Sukanya Verma reviews Eclipse.
"This wasn't a choice between you and Jacob. It is a choice between about who I should be and who I am."
Seriously Bella (Kristen Stewart), who are you kidding?
It's like the ultimate girl fantasy -- two gorgeous boys warring for her affections while she gets to be in love with both. Guilt-free, no less.
The only real dilemma posed before her is to pick between the chiseled good looks of pretty vampire Edward Cullen (Robert Pattinson) and Jacob Black (Taylor Lautner), a daredevil werewolf with abs that could put CK models to shame.
Frankly, life could not be any better for this otherwise painfully passive resident of an equally sleepy town called Forks.
If Twilight established a wispy enigma around the irresistible attractions of a nervous, smitten Bella and a curiously handsome Edward, New Moon challenged this peculiar alliance whilst laying the foundation for a niggling triangle through Jacob's unexpected, consuming obsession for Ms Swann.
The saga of conveying eternal desire by means of overwhelming looks, quivering lips and picture-perfect kisses continues in Eclipse, the third edition of the Twilight mania.
The deal with Eclipse is simple. A vicious Victoria (Bryce Dallas Howard), with her erratic army of reckless newborns wants to avenge her mate's slaying while her unsuspecting victim, Bella oscillates between a Let's-get-married and I'd-like-to-be-more-than-friends scenario.
While Eclipse cannot recover the sublime charm of the first one, it sure wins back all the absconding fans since the god-awful mush overload witnessed in New Moon.
Even though Stephenie Meyer's best-selling fantasy runs on spectacularly-staged implausibility and unusually naive characters, it packs in enough ardour to evoke giddy sighs and intense appeal among those it's intended for die-hard romantics, better acquainted as Twihards.
Like most silly albeit comforting fairy tales, Twilight, in spite of its dark undertones that oversimplify death in the face of exaggerated romance, works well on a teenybopper audience willing to submit themselves to its surreal notions and glamourised approach.
Admittedly, Meyer's books are no literary accomplishment but the written material and its understanding of an adolescent's eager yearnings is keenly played out through her vivid, page-turner prose.

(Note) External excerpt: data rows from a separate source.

//! Request signing for the cloud HTTP API.
//!
//! Every request body carries a base64 `params` blob plus an md5
//! signature over a fixed app secret, the millisecond timestamp, a
//! random nonce and the encoded params. The secret is baked into the
//! vendor app and is the same for every account.

use base64::engine::general_purpose::STANDARD as BASE64;
use base64::Engine;
use rand::distributions::Alphanumeric;
use rand::Rng;

/// App-level signing secret shared by all clients of the vendor API.
pub(crate) const SIGNING_SECRET: &str = "23x17ahWarFH6w29";

/// Length of the random nonce attached to each request.
pub(crate) const NONCE_LEN: usize = 16;

/// Random alphanumeric nonce.
pub fn nonce(len: usize) -> String {
    rand::thread_rng()
        .sample_iter(&Alphanumeric)
        .take(len)
        .map(char::from)
        .collect()
}

/// Base64-encode a JSON parameter object into the `params` field.
pub fn encode_params(params: &serde_json::Value) -> String {
    BASE64.encode(params.to_string())
}

/// md5 hex digest of `secret + timestamp + nonce + params`.
pub fn signature(timestamp_millis: i64, nonce: &str, params: &str) -> String {
    let data = format!("{SIGNING_SECRET}{timestamp_millis}{nonce}{params}");
    format!("{:x}", md5::compute(data.as_bytes()))
}
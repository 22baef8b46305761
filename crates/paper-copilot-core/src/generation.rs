//! Generation gateway trait.
//!
//! A [`Generator`] turns a prompt into a stream of text fragments. The
//! dispatcher concatenates fragments, checking for cancellation between
//! them, and validates the assembled answer before releasing it.

use async_trait::async_trait;
use futures::stream::{self, BoxStream, StreamExt};

use crate::error::Result;

/// Ordered answer fragments. Errors end the stream.
pub type FragmentStream = BoxStream<'static, Result<String>>;

#[async_trait]
pub trait Generator: Send + Sync {
    fn model_name(&self) -> &str;

    /// Start generating a completion for `prompt`.
    ///
    /// Failures are reported as [`CopilotError::Generation`](crate::CopilotError::Generation)
    /// with `retryable` set for rate limits and server errors.
    async fn generate(&self, prompt: &str) -> Result<FragmentStream>;
}

/// Wrap a complete response as a single-fragment stream.
pub fn single_fragment(text: String) -> FragmentStream {
    stream::once(async move { Ok(text) }).boxed()
}

/// Wrap pre-split fragments as a stream.
pub fn fragments(parts: Vec<String>) -> FragmentStream {
    stream::iter(parts.into_iter().map(Ok)).boxed()
}
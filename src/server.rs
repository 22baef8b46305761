//! HTTP API.
//!
//! Exposes ingestion, question answering, and index inspection as a JSON API.
//!
//! # Endpoints
//!
//! | Method | Path | Description |
//! |--------|------|-------------|
//! | `POST` | `/ingest` | Ingest a base64-encoded document |
//! | `POST` | `/ask` | Answer a question with validated citations |
//! | `GET`  | `/chunks/{id}` | Chunk text and page span |
//! | `GET`  | `/documents` | List indexed documents |
//! | `GET`  | `/documents/{id}` | One document summary |
//! | `DELETE` | `/documents/{id}` | Remove a document |
//! | `GET`  | `/health` | Health check (returns version) |
//!
//! # Error Contract
//!
//! ```json
//! { "error": { "code": "bad_request", "message": "question is empty" } }
//! ```
//!
//! | Code | Status | Cause |
//! |------|--------|-------|
//! | `bad_request` | 400 | invalid query, bad payload, extraction or normalization failure |
//! | `unsupported_format` | 415 | no extractor for the format hint |
//! | `not_found` | 404 | unknown chunk or document |
//! | `cancelled` | 499 | query cancelled |
//! | `upstream_error` | 502 | embedding or generation provider failed |
//! | `index_unavailable` | 503 | the index could not serve the request |
//! | `timeout` | 504 | provider deadline exceeded after retries |
//! | `no_relevant_evidence` | 422 | nothing passed the similarity cutoff (outside `/ask`) |
//! | `citation_validation` | 422 | an answer failed validation and could not be degraded |
//!
//! A query with no relevant evidence is not an error: `/ask` answers `200`
//! with `"status": "no_relevant_evidence"` and no answer text.
//!
//! # CORS
//!
//! All origins, methods, and headers are permitted.

use axum::{
    extract::{Path, State},
    http::StatusCode,
    response::{IntoResponse, Response},
    routing::{get, post},
    Json, Router,
};
use base64::Engine;
use paper_copilot_core::models::{Answer, Chunk, DocumentSummary, QueryMode};
use paper_copilot_core::CopilotError;
use serde::{Deserialize, Serialize};
use std::sync::Arc;
use tower_http::cors::{Any, CorsLayer};
use tower_http::trace::TraceLayer;
use tracing::{info, warn};

use crate::config::Config;
use crate::copilot::Copilot;
use crate::ingest::IngestReport;

#[derive(Clone)]
struct AppState {
    copilot: Arc<Copilot>,
}

/// Build the API router around an existing [`Copilot`].
pub fn router(copilot: Arc<Copilot>) -> Router {
    let cors = CorsLayer::new()
        .allow_origin(Any)
        .allow_methods(Any)
        .allow_headers(Any);

    Router::new()
        .route("/ingest", post(handle_ingest))
        .route("/ask", post(handle_ask))
        .route("/chunks/{id}", get(handle_get_chunk))
        .route("/documents", get(handle_list_documents))
        .route(
            "/documents/{id}",
            get(handle_get_document).delete(handle_delete_document),
        )
        .route("/health", get(handle_health))
        .layer(cors)
        .layer(TraceLayer::new_for_http())
        .with_state(AppState { copilot })
}

/// Open the configured index and providers and serve until terminated.
pub async fn run_server(config: Config) -> anyhow::Result<()> {
    let bind_addr = config.server.bind.clone();
    let copilot = Arc::new(Copilot::from_config(config).await?);
    let app = router(copilot);

    info!(bind = %bind_addr, "HTTP server listening");
    println!("Paper Copilot listening on http://{}", bind_addr);

    let listener = tokio::net::TcpListener::bind(&bind_addr).await?;
    axum::serve(listener, app).await?;

    Ok(())
}

// ============ Error response ============

#[derive(Serialize)]
struct ErrorBody {
    error: ErrorDetail,
}

#[derive(Serialize)]
struct ErrorDetail {
    code: String,
    message: String,
}

struct AppError {
    status: StatusCode,
    code: &'static str,
    message: String,
}

impl IntoResponse for AppError {
    fn into_response(self) -> Response {
        let body = ErrorBody {
            error: ErrorDetail {
                code: self.code.to_string(),
                message: self.message,
            },
        };
        (self.status, Json(body)).into_response()
    }
}

fn app_error(status: StatusCode, code: &'static str, message: impl Into<String>) -> AppError {
    AppError {
        status,
        code,
        message: message.into(),
    }
}

fn bad_request(message: impl Into<String>) -> AppError {
    app_error(StatusCode::BAD_REQUEST, "bad_request", message)
}

impl From<CopilotError> for AppError {
    fn from(err: CopilotError) -> Self {
        let message = err.to_string();
        match err {
            CopilotError::InvalidQuery(_)
            | CopilotError::Extraction(_)
            | CopilotError::Normalization(_)
            | CopilotError::EmptyDocument { .. } => bad_request(message),
            CopilotError::UnsupportedFormat(_) => app_error(
                StatusCode::UNSUPPORTED_MEDIA_TYPE,
                "unsupported_format",
                message,
            ),
            CopilotError::NotFound(_) => app_error(StatusCode::NOT_FOUND, "not_found", message),
            CopilotError::Cancelled { .. } => app_error(
                StatusCode::from_u16(499).unwrap_or(StatusCode::BAD_REQUEST),
                "cancelled",
                message,
            ),
            CopilotError::Embedding { .. } | CopilotError::Generation { .. } => {
                app_error(StatusCode::BAD_GATEWAY, "upstream_error", message)
            }
            CopilotError::IndexUnavailable(_) => {
                app_error(StatusCode::SERVICE_UNAVAILABLE, "index_unavailable", message)
            }
            CopilotError::Timeout { .. } => {
                app_error(StatusCode::GATEWAY_TIMEOUT, "timeout", message)
            }
            // `/ask` turns no-evidence into a 200 body and the dispatcher
            // degrades rejected answers, so these only arrive from other callers.
            CopilotError::NoRelevantEvidence { .. } => app_error(
                StatusCode::UNPROCESSABLE_ENTITY,
                "no_relevant_evidence",
                message,
            ),
            CopilotError::CitationValidation { .. } => app_error(
                StatusCode::UNPROCESSABLE_ENTITY,
                "citation_validation",
                message,
            ),
        }
    }
}

// ============ GET /health ============

#[derive(Serialize)]
struct HealthResponse {
    status: String,
    version: String,
}

async fn handle_health() -> Json<HealthResponse> {
    Json(HealthResponse {
        status: "ok".to_string(),
        version: env!("CARGO_PKG_VERSION").to_string(),
    })
}

// ============ POST /ingest ============

#[derive(Deserialize)]
struct IngestRequest {
    /// Raw document bytes, standard base64.
    content_base64: String,
    /// Format name, extension, filename, or MIME type.
    format: String,
    #[serde(default)]
    title: Option<String>,
}

async fn handle_ingest(
    State(state): State<AppState>,
    Json(req): Json<IngestRequest>,
) -> Result<Json<IngestReport>, AppError> {
    let bytes = base64::engine::general_purpose::STANDARD
        .decode(req.content_base64.as_bytes())
        .map_err(|e| bad_request(format!("content_base64 is not valid base64: {}", e)))?;
    let report = state
        .copilot
        .ingest(&bytes, &req.format, req.title)
        .await
        .map_err(|e| {
            warn!(error = %e, "ingest request failed");
            AppError::from(e)
        })?;
    Ok(Json(report))
}

// ============ POST /ask ============

#[derive(Deserialize)]
struct AskRequest {
    question: String,
    #[serde(default)]
    mode: Option<String>,
    #[serde(default)]
    scope: Option<Vec<String>>,
}

#[derive(Serialize)]
struct NoEvidenceResponse {
    status: &'static str,
    query_id: String,
    message: String,
}

async fn handle_ask(
    State(state): State<AppState>,
    Json(req): Json<AskRequest>,
) -> Result<Response, AppError> {
    let mode = match req.mode.as_deref() {
        Some(m) => m.parse::<QueryMode>()?,
        None => QueryMode::Standard,
    };

    match state.copilot.ask(&req.question, mode, req.scope).await {
        Ok(answer) => Ok(Json::<Answer>(answer).into_response()),
        Err(CopilotError::NoRelevantEvidence { query_id }) => Ok(Json(NoEvidenceResponse {
            status: "no_relevant_evidence",
            query_id,
            message: "No passage in the indexed papers is relevant enough to answer this question."
                .to_string(),
        })
        .into_response()),
        Err(e) => {
            warn!(error = %e, "ask request failed");
            Err(e.into())
        }
    }
}

// ============ GET /chunks/{id} ============

async fn handle_get_chunk(
    State(state): State<AppState>,
    Path(id): Path<String>,
) -> Result<Json<Chunk>, AppError> {
    Ok(Json(state.copilot.get_chunk(&id).await?))
}

// ============ /documents ============

#[derive(Serialize)]
struct DocumentListResponse {
    documents: Vec<DocumentSummary>,
}

async fn handle_list_documents(
    State(state): State<AppState>,
) -> Result<Json<DocumentListResponse>, AppError> {
    let documents = state.copilot.list_documents().await?;
    Ok(Json(DocumentListResponse { documents }))
}

async fn handle_get_document(
    State(state): State<AppState>,
    Path(id): Path<String>,
) -> Result<Json<DocumentSummary>, AppError> {
    Ok(Json(state.copilot.get_document(&id).await?))
}

async fn handle_delete_document(
    State(state): State<AppState>,
    Path(id): Path<String>,
) -> Result<StatusCode, AppError> {
    state.copilot.delete_document(&id).await?;
    Ok(StatusCode::NO_CONTENT)
}
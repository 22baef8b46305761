//! Error types shared by every stage of the pipeline.
//!
//! Retryable kinds (`Embedding`, `Generation`, `Timeout`, `IndexUnavailable`)
//! are classified by [`CopilotError::is_retryable`]; the application's retry
//! helper only re-attempts those. Terminal kinds carry the document, chunk,
//! or query id needed to reproduce them.

use thiserror::Error;

use crate::citation::Violation;

/// Result type alias using [`CopilotError`].
pub type Result<T> = std::result::Result<T, CopilotError>;

#[derive(Error, Debug, Clone)]
pub enum CopilotError {
    /// Extractor output was malformed (non-contiguous pages, all pages empty).
    #[error("normalization failed: {0}")]
    Normalization(String),

    /// The document contains no text to chunk.
    #[error("document {document_id} is empty")]
    EmptyDocument { document_id: String },

    /// The embedding gateway failed.
    #[error("embedding failed: {message}")]
    Embedding { message: String, retryable: bool },

    /// The vector index could not serve the request.
    #[error("index unavailable: {0}")]
    IndexUnavailable(String),

    /// Every candidate fell below the similarity cutoff. Not a fault.
    #[error("no relevant evidence found for query {query_id}")]
    NoRelevantEvidence { query_id: String },

    /// An answer cited material that fails validation.
    #[error("citation validation failed for query {query_id}: {} violation(s)", .violations.len())]
    CitationValidation {
        query_id: String,
        violations: Vec<Violation>,
    },

    /// The generation gateway failed.
    #[error("generation failed: {message}")]
    Generation { message: String, retryable: bool },

    /// An external call exceeded its deadline.
    #[error("{operation} timed out after {secs}s")]
    Timeout { operation: String, secs: u64 },

    /// The caller cancelled the query before an answer was released.
    #[error("query {query_id} was cancelled")]
    Cancelled { query_id: String },

    /// Raw format extraction failed.
    #[error("extraction failed: {0}")]
    Extraction(String),

    /// No extractor exists for the given format hint.
    #[error("unsupported format: {0}")]
    UnsupportedFormat(String),

    /// The query itself is malformed (empty text, unknown scope, ...).
    #[error("invalid query: {0}")]
    InvalidQuery(String),

    #[error("not found: {0}")]
    NotFound(String),
}

impl CopilotError {
    /// Whether the error is transient and worth another attempt.
    pub fn is_retryable(&self) -> bool {
        match self {
            CopilotError::Embedding { retryable, .. } => *retryable,
            CopilotError::Generation { retryable, .. } => *retryable,
            CopilotError::Timeout { .. } | CopilotError::IndexUnavailable(_) => true,
            _ => false,
        }
    }

    pub fn embedding(message: impl Into<String>, retryable: bool) -> Self {
        CopilotError::Embedding {
            message: message.into(),
            retryable,
        }
    }

    pub fn generation(message: impl Into<String>, retryable: bool) -> Self {
        CopilotError::Generation {
            message: message.into(),
            retryable,
        }
    }
}
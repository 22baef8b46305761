//! Bounded exponential backoff.
//!
//! Every call to an external collaborator (embedding provider, generation
//! provider, index) goes through [`with_backoff`]. Only errors for which
//! [`CopilotError::is_retryable`] holds are retried; everything else is
//! returned immediately.
//!
//! Delays double from `base_delay_ms` and are capped at `max_delay_ms`:
//! with the defaults, 0.5s, 1s, 2s, then the error is returned.

use std::future::Future;
use std::time::Duration;

use paper_copilot_core::Result;
use tracing::warn;

use crate::config::RetryConfig;

#[derive(Debug, Clone)]
pub struct RetryPolicy {
    pub max_retries: u32,
    pub base_delay: Duration,
    pub max_delay: Duration,
}

impl RetryPolicy {
    pub fn from_config(config: &RetryConfig) -> Self {
        Self {
            max_retries: config.max_retries,
            base_delay: Duration::from_millis(config.base_delay_ms),
            max_delay: Duration::from_millis(config.max_delay_ms),
        }
    }

    /// No retries at all.
    pub fn none() -> Self {
        Self {
            max_retries: 0,
            base_delay: Duration::ZERO,
            max_delay: Duration::ZERO,
        }
    }

    /// Delay before retry number `attempt` (1-based).
    pub fn delay_for(&self, attempt: u32) -> Duration {
        let factor = 1u32 << attempt.saturating_sub(1).min(16);
        self.base_delay.saturating_mul(factor).min(self.max_delay)
    }
}

impl Default for RetryPolicy {
    fn default() -> Self {
        Self::from_config(&RetryConfig::default())
    }
}

/// Run `op` until it succeeds, fails terminally, or retries run out.
pub async fn with_backoff<T, F, Fut>(policy: &RetryPolicy, operation: &str, mut op: F) -> Result<T>
where
    F: FnMut() -> Fut,
    Fut: Future<Output = Result<T>>,
{
    let mut attempt = 0u32;
    loop {
        match op().await {
            Ok(value) => return Ok(value),
            Err(err) if err.is_retryable() && attempt < policy.max_retries => {
                attempt += 1;
                let delay = policy.delay_for(attempt);
                warn!(
                    operation,
                    attempt,
                    max_retries = policy.max_retries,
                    delay_ms = delay.as_millis() as u64,
                    error = %err,
                    "retrying after transient failure"
                );
                tokio::time::sleep(delay).await;
            }
            Err(err) => return Err(err),
        }
    }
}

Needless to say, like most book-to-movie adaptations, Eclipse, too, skips a lot of portions of its source to accommodate the overwhelming number of protagonists old and new. Only some, like the Cullens Jasper (Jackson Rathbone) and Rosalie (Nikki Reed) nab a few exclusive seconds but the awkwardly introduced flashbacks do little to make them any more significant.
This is a running flaw in the Twilight movies; the narrative is unnecessarily crammed with surplus characters who hardly contribute any perspective or layers to the proceedings. What's worse they're played by a set of genuinely bad, uncharismatic performers.
Ah, acting. Now that's definitely not the high points of this brand. Stewart is credible as the lip-biting, love-struck damsel; but cannot hide her intelligent aura behind Bella's absurdities. On the contrary, it becomes even more conspicuous next to the compelling but cosmetic Pattinson and consistently unimpressive Lautner.
Director David Slade (Hard Candy, 30 Days of Night) is more concerned with building an attractive (at times even humorous) sexual rivalry between the entangled troika to negotiate the novel's inherent aggression or graphic nature of its combat. Instead he opts for a disappointingly bland visual representation of the same.
Fortunately, Howard Shore's resplendent score, in addition, to spunky Indie presence The Black Keys (Chop and Change) and The Dead Weather (Rolling in on a burning tire), boosted by stunning imagery, signature to Twilight franchise lends Eclipse some of that much-needed edge.
The verdict is quite simple. Twihards, this one's a keeper. Twihaters, snarky days are here again!